Run   -   (25 min (3 batches))
  1. Heat the Oil back to 400°F and fry the Fries in batches, and over sufficient heat to keep the oil at about 360°F/180°C. Watch the color carefully. The fries should be fished out and drained when a medium blonde. They should never be darker than shown in the photo. Fish them out with a Spider, which will take much less oil with them than other devices. Salt to taste immediately, and let drain on paper towels.
  2. While additional batches are being fried, you can hold Fries in a 200°F/93°C oven, if desired.
  1. When all done, filter your oil through paper towels and store in a glass jar or metal can away from heat and light so it is good for several more batches, or you can use it for other frying jobs, including pan frying.

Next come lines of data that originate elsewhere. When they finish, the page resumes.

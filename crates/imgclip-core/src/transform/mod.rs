//! Geometry shared by the clip widget: quarter-turn rotation, the
//! display ↔ source coordinate mapping, and region extraction.
//!
//! # Coordinate System
//!
//! - Origin is the top-left corner, x grows right, y grows down
//! - *Display* coordinates are CSS pixels on the rotated canvas the user sees
//! - *Source* coordinates are in the unrotated image frame; multiplied by the
//!   pixel ratio they address backing-store pixels
//! - Rotation steps are clockwise quarter turns

mod crop;
mod rect;
mod rotation;

pub use crop::{extract_region, pixel_region};
pub use rect::{Point, Rect};
pub use rotation::{
    apply_rotation, point_to_source, rect_to_source, DisplayTransform, RotationStep,
};
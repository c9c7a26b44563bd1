//! One-shot scaling to a data URL.

use super::{resize, ScaleAlgorithm, ScaleError};
use crate::encode::{encode_data_url, OutputMime};
use crate::raster::RasterBuffer;
use serde::{Deserialize, Serialize};

/// Export quality for scaled images.
const SCALE_QUALITY: f64 = 0.9;

/// Options for [`scale_image`].
///
/// Deserializes from a JS object; missing keys keep their defaults.
#[derive(Debug, Clone, PartialEq, Serialize, Deserialize)]
#[serde(default, rename_all = "camelCase")]
pub struct ScaleConfig {
    /// Target width in pixels
    pub width: u32,
    /// Target height in pixels
    pub height: u32,
    /// Output format
    pub mime: OutputMime,
    /// Resampling algorithm, read from the numeric `processType`
    #[serde(rename = "processType")]
    pub algorithm: ScaleAlgorithm,
}

impl Default for ScaleConfig {
    fn default() -> Self {
        Self {
            width: 80,
            height: 80,
            mime: OutputMime::Png,
            algorithm: ScaleAlgorithm::default(),
        }
    }
}

/// Resample `image` to the configured size and encode it as a data URL.
///
/// # Errors
///
/// `ScaleError::InvalidDimensions` for an empty source or zero target size,
/// `ScaleError::Encode` if encoding fails.
pub fn scale_image(image: &RasterBuffer, config: &ScaleConfig) -> Result<String, ScaleError> {
    let scaled = resize(image, config.width, config.height, config.algorithm)?;
    Ok(encode_data_url(&scaled, config.mime, SCALE_QUALITY)?)
}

  1. Potatoes:   Only Russets (Baking Potatoes) should be considered for French Fries, as they can produce the desired fluffy interior and crisp crust. For details see our Potatoes page.
  2. Oil:   You need a very durable high temperature Oil, and enough of it so the batches of whatever size you wish to fry are not crowded and don't cool the oil too much. A quart is about minimum for 2 pounds of raw fries done in three batches. Mr. López-Alt prefers Peanut Oil, which at 19% saturated fats gives better mouth feel than, say, Canola at 7%. I use Olive Pomace Oil, 15% saturated but with 1/3 the amount of rancidity prone polyunsaturated oils compared to Peanut Oil. Avocado oil has 20% saturated and as little polyunsaturated as Olive Pomace. For details see our Oils Chart.

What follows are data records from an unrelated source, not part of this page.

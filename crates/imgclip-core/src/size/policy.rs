//! Export dimension rules.

use super::HostEnvironment;
use crate::transform::RotationStep;
use serde::{Deserialize, Serialize};

/// Caller-supplied bounds on export size. Zero means unset.
#[derive(Debug, Clone, Copy, PartialEq, Default, Serialize, Deserialize)]
#[serde(default, rename_all = "camelCase")]
pub struct SizeLimits {
    /// Export at the image's own resolution
    #[serde(rename = "isUseOriginSize", alias = "useOriginSize")]
    pub use_origin_size: bool,
    pub max_width: f64,
    /// Overrides every other width rule
    pub force_width: f64,
    /// Overrides the aspect-derived height; distorts when set
    pub force_height: f64,
}

/// Export dimensions, fractional until a canvas-sized buffer is allocated.
#[derive(Debug, Clone, Copy, PartialEq, Default, Serialize, Deserialize)]
pub struct OutputSize {
    pub width: f64,
    pub height: f64,
}

impl OutputSize {
    pub fn new(width: f64, height: f64) -> Self {
        Self { width, height }
    }

    /// Pixel dimensions as a canvas would allocate them (truncated).
    ///
    /// Returns `None` when either side is below one pixel or not finite.
    pub fn to_pixels(self) -> Option<(u32, u32)> {
        let w = truncate(self.width)?;
        let h = truncate(self.height)?;
        Some((w, h))
    }
}

fn truncate(value: f64) -> Option<u32> {
    if value.is_finite() && value >= 1.0 && value <= u32::MAX as f64 {
        Some(value as u32)
    } else {
        None
    }
}

/// Export size for a whole image.
///
/// Starts from `viewport_width * pixel_ratio`, capped at the native width
/// (or the native width outright with `use_origin_size`). A `max_width`
/// smaller than both caps it further; `force_width` replaces it. Height
/// keeps the native aspect ratio unless `force_height` is set.
///
/// # Arguments
///
/// * `native_width`, `native_height` - Image dimensions in pixels
/// * `limits` - Size limits
/// * `pixel_ratio` - From [`HostEnvironment::pixel_ratio`]
/// * `host` - Supplies the viewport width
///
/// Zero native dimensions give non-finite sizes; callers check
/// [`OutputSize::to_pixels`].
pub fn compute_size_policy(
    native_width: u32,
    native_height: u32,
    limits: &SizeLimits,
    pixel_ratio: f64,
    host: &HostEnvironment,
) -> OutputSize {
    let native_w = native_width as f64;
    let aspect = native_w / native_height as f64;

    let mut width = host.viewport_width * pixel_ratio;
    if limits.use_origin_size || width > native_w {
        width = native_w;
    }

    let max_width = limits.max_width;
    if max_width > 0.0 && native_w > max_width && width > max_width {
        width = max_width;
    }

    if limits.force_width > 0.0 {
        width = limits.force_width;
    }

    let height = if limits.force_height > 0.0 {
        limits.force_height
    } else {
        width / aspect
    };

    OutputSize::new(width, height)
}

/// Export size for a crop of the clip canvas.
///
/// # Arguments
///
/// * `crop` - Crop size in backing pixels, unrotated frame
/// * `canvas` - Canvas backing size as displayed (rotated frame)
/// * `image` - Image size in pixels
/// * `step` - Current rotation
/// * `limits` - Size limits
///
/// # Behavior
///
/// The crop keeps its backing-pixel size unless the canvas has more pixels
/// than the image (or `use_origin_size`), in which case it maps to image
/// pixels. `max_width` and `force_width` rescale relative to the full image
/// width, so a crop of half the canvas exports at half the limit.
pub fn crop_output_size(
    crop: OutputSize,
    canvas: (f64, f64),
    image: (u32, u32),
    step: RotationStep,
    limits: &SizeLimits,
) -> OutputSize {
    // Work in the unrotated frame so the width axes line up
    let (canvas_w, canvas_h) = step.oriented(canvas.0, canvas.1);
    let (image_w, image_h) = (image.0 as f64, image.1 as f64);
    let aspect = canvas_w / canvas_h;

    let mut size = crop;

    if limits.use_origin_size || canvas_w > image_w {
        size = OutputSize::new(image_w * crop.width / canvas_w, image_h * crop.height / canvas_h);
    }

    let max_width = limits.max_width;
    if max_width > 0.0 && canvas_w > max_width && max_width < image_w {
        size = OutputSize::new(
            max_width * crop.width / canvas_w,
            max_width / aspect * crop.height / canvas_h,
        );
    }

    if limits.force_width > 0.0 {
        let full_height = if limits.force_height > 0.0 {
            limits.force_height
        } else {
            limits.force_width / aspect
        };
        size = OutputSize::new(
            limits.force_width * crop.width / canvas_w,
            full_height * crop.height / canvas_h,
        );
    }

    size
}

#[cfg(test)]
mod tests {
    use super::*;

    fn host(viewport: f64) -> HostEnvironment {
        HostEnvironment {
            viewport_width: viewport,
            ..Default::default()
        }
    }

    #[test]
    fn test_viewport_times_ratio() {
        let size = compute_size_policy(2000, 1000, &SizeLimits::default(), 2.0, &host(375.0));
        assert_eq!(size, OutputSize::new(750.0, 375.0));
    }

    #[test]
    fn test_capped_at_native_width() {
        let size = compute_size_policy(500, 250, &SizeLimits::default(), 2.0, &host(375.0));
        assert_eq!(size, OutputSize::new(500.0, 250.0));
    }

    #[test]
    fn test_max_width() {
        let limits = SizeLimits {
            max_width: 100.0,
            ..Default::default()
        };
        let size = compute_size_policy(500, 250, &limits, 2.0, &host(375.0));
        assert_eq!(size, OutputSize::new(100.0, 50.0));
    }

    #[test]
    fn test_max_width_ignored_for_small_images() {
        let limits = SizeLimits {
            max_width: 1000.0,
            ..Default::default()
        };
        let size = compute_size_policy(500, 250, &limits, 2.0, &host(375.0));
        assert_eq!(size.width, 500.0);
    }

    #[test]
    fn test_force_width_wins() {
        let limits = SizeLimits {
            max_width: 100.0,
            force_width: 50.0,
            ..Default::default()
        };
        let size = compute_size_policy(500, 250, &limits, 2.0, &host(375.0));
        assert_eq!(size, OutputSize::new(50.0, 25.0));

        let limits = SizeLimits {
            force_width: 50.0,
            force_height: 70.0,
            ..Default::default()
        };
        let size = compute_size_policy(500, 250, &limits, 2.0, &host(375.0));
        assert_eq!(size, OutputSize::new(50.0, 70.0));
    }

    #[test]
    fn test_use_origin_size() {
        let limits = SizeLimits {
            use_origin_size: true,
            ..Default::default()
        };
        let size = compute_size_policy(4000, 2000, &limits, 1.0, &host(375.0));
        assert_eq!(size, OutputSize::new(4000.0, 2000.0));
    }

    #[test]
    fn test_zero_native_is_not_finite() {
        let size = compute_size_policy(0, 0, &SizeLimits::default(), 1.0, &host(375.0));
        assert_eq!(size.to_pixels(), None);
    }

    #[test]
    fn test_to_pixels_truncates() {
        assert_eq!(OutputSize::new(99.9, 1.2).to_pixels(), Some((99, 1)));
        assert_eq!(OutputSize::new(0.5, 10.0).to_pixels(), None);
        assert_eq!(OutputSize::new(f64::INFINITY, 10.0).to_pixels(), None);
    }

    #[test]
    fn test_crop_keeps_backing_size_for_large_images() {
        // Canvas 750x500 backing, image 3000x2000
        let size = crop_output_size(
            OutputSize::new(300.0, 200.0),
            (750.0, 500.0),
            (3000, 2000),
            RotationStep::Deg0,
            &SizeLimits::default(),
        );
        assert_eq!(size, OutputSize::new(300.0, 200.0));
    }

    #[test]
    fn test_crop_maps_to_image_pixels_when_canvas_larger() {
        // Canvas 750x500 backing, image 300x200
        let size = crop_output_size(
            OutputSize::new(375.0, 250.0),
            (750.0, 500.0),
            (300, 200),
            RotationStep::Deg0,
            &SizeLimits::default(),
        );
        assert_eq!(size, OutputSize::new(150.0, 100.0));
    }

    #[test]
    fn test_crop_rotated_frame() {
        // Rotated canvas 500x750 shows a 3000x2000 image sideways
        let limits = SizeLimits {
            use_origin_size: true,
            ..Default::default()
        };
        let size = crop_output_size(
            OutputSize::new(750.0, 500.0),
            (500.0, 750.0),
            (3000, 2000),
            RotationStep::Deg90,
            &limits,
        );
        assert_eq!(size, OutputSize::new(3000.0, 2000.0));
    }

    #[test]
    fn test_crop_max_and_force_width() {
        let limits = SizeLimits {
            max_width: 600.0,
            ..Default::default()
        };
        let size = crop_output_size(
            OutputSize::new(375.0, 500.0),
            (750.0, 500.0),
            (3000, 2000),
            RotationStep::Deg0,
            &limits,
        );
        assert_eq!(size, OutputSize::new(300.0, 400.0));

        let limits = SizeLimits {
            force_width: 150.0,
            ..Default::default()
        };
        let size = crop_output_size(
            OutputSize::new(750.0, 250.0),
            (750.0, 500.0),
            (3000, 2000),
            RotationStep::Deg180,
            &limits,
        );
        assert_eq!(size, OutputSize::new(150.0, 50.0));
    }
}
use std::collections::BTreeMap;
use std::path::PathBuf;

use async_trait::async_trait;
use tokio::fs;
use tokio::sync::Mutex;

use crate::error::StorageError;
use crate::records::{now_rfc3339, PostRecord};
use crate::storage::{SaveReport, Storage};

/// File-backed store: one pretty-printed JSON document mapping post ID to
/// the full record, read fully and rewritten fully on every mutating call.
///
/// Embedded `top_comments` are stored opaquely as part of the post record;
/// unlike the relational backend, nothing is detached.
///
/// Mutations are serialized through `write_lock` so concurrent `save_posts`
/// calls cannot interleave their load-modify-store cycles and drop each
/// other's updates.
pub struct FileStore {
    path: PathBuf,
    write_lock: Mutex<()>,
}

impl FileStore {
    pub fn new(path: PathBuf) -> Self {
        Self {
            path,
            write_lock: Mutex::new(()),
        }
    }

    /// Loads the whole document. A missing file reads as an empty map; a
    /// present but unparseable file is surfaced as `CorruptStore` rather
    /// than silently discarded.
    async fn load(&self) -> Result<BTreeMap<String, PostRecord>, StorageError> {
        if !self.path.exists() {
            return Ok(BTreeMap::new());
        }
        let contents = fs::read_to_string(&self.path).await?;
        serde_json::from_str(&contents).map_err(|source| StorageError::CorruptStore {
            path: self.path.clone(),
            source,
        })
    }

    /// Rewrites the whole document, creating it (and its parent directory)
    /// on first use.
    async fn persist(&self, data: &BTreeMap<String, PostRecord>) -> Result<(), StorageError> {
        if let Some(parent) = self.path.parent() {
            fs::create_dir_all(parent).await?;
        }
        let json = serde_json::to_string_pretty(data)?;
        fs::write(&self.path, json).await?;
        Ok(())
    }

    /// Every stored record, keys discarded. Feeds the migration utility.
    pub async fn dump_all(&self) -> Result<Vec<PostRecord>, StorageError> {
        Ok(self.load().await?.into_values().collect())
    }
}

#[async_trait]
impl Storage for FileStore {
    async fn save_posts(&self, posts: Vec<PostRecord>) -> Result<SaveReport, StorageError> {
        let _guard = self.write_lock.lock().await;

        let mut data = self.load().await?;
        let mut report = SaveReport::default();

        for post in posts {
            let mut post = post.sanitize();
            match data.get(&post.id) {
                None => {
                    post.collected_at = Some(now_rfc3339());
                    data.insert(post.id.clone(), post);
                    report.inserted += 1;
                }
                Some(existing) => {
                    // Only a changed score or comment count triggers a
                    // merge; a read-only re-fetch leaves the stored record
                    // untouched.
                    if existing.score != post.score || existing.num_comments != post.num_comments {
                        post.collected_at = existing.collected_at.clone();
                        post.last_updated = Some(now_rfc3339());
                        data.insert(post.id.clone(), post);
                        report.updated += 1;
                    } else {
                        report.unchanged += 1;
                    }
                }
            }
        }

        self.persist(&data).await?;
        Ok(report)
    }

    async fn get_post(&self, post_id: &str) -> Result<Option<PostRecord>, StorageError> {
        Ok(self.load().await?.get(post_id).cloned())
    }

    async fn post_exists(&self, post_id: &str) -> Result<bool, StorageError> {
        Ok(self.load().await?.contains_key(post_id))
    }

    /// Case-insensitive subreddit match, unlike the relational backend.
    async fn get_posts_by_subreddit(
        &self,
        subreddit: &str,
    ) -> Result<Vec<PostRecord>, StorageError> {
        let wanted = subreddit.to_lowercase();
        Ok(self
            .load()
            .await?
            .into_values()
            .filter(|post| post.subreddit.to_lowercase() == wanted)
            .collect())
    }
}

  3. McDonalds:   The fries served by the McDonalds chain are famous for their quality and ability to stay crisp. Their method is impractical in the home because it involves soaking the raw fries for exactly 15 minutes in a large amount of water held at exactly 170°F/76.7°C. This stiffens the surface of the fries, removes surface sugars and makes the interior fluffier. They are then given a short deep fry, flash frozen, and bagged for shipment.
  4. Method:   J. Kenji López-Alt has developed a method providing results similar to McDonalds, but more practical for home use. He uses an effect I'd discovered many years ago, but had mainly avoided rather than used. A controlled amount of acid in the initial cooking water stiffens the surface of the fries, while the surface sugars (which cause premature browning) are washed away, the interior gets fluffy, and frying time is greatly reduced. A good fry has a thick crisp outer shell, even 10 or more minutes out of the oil. It snaps rather than bending even 5 minutes or more out of the oil, is fluffy inside and never hollow.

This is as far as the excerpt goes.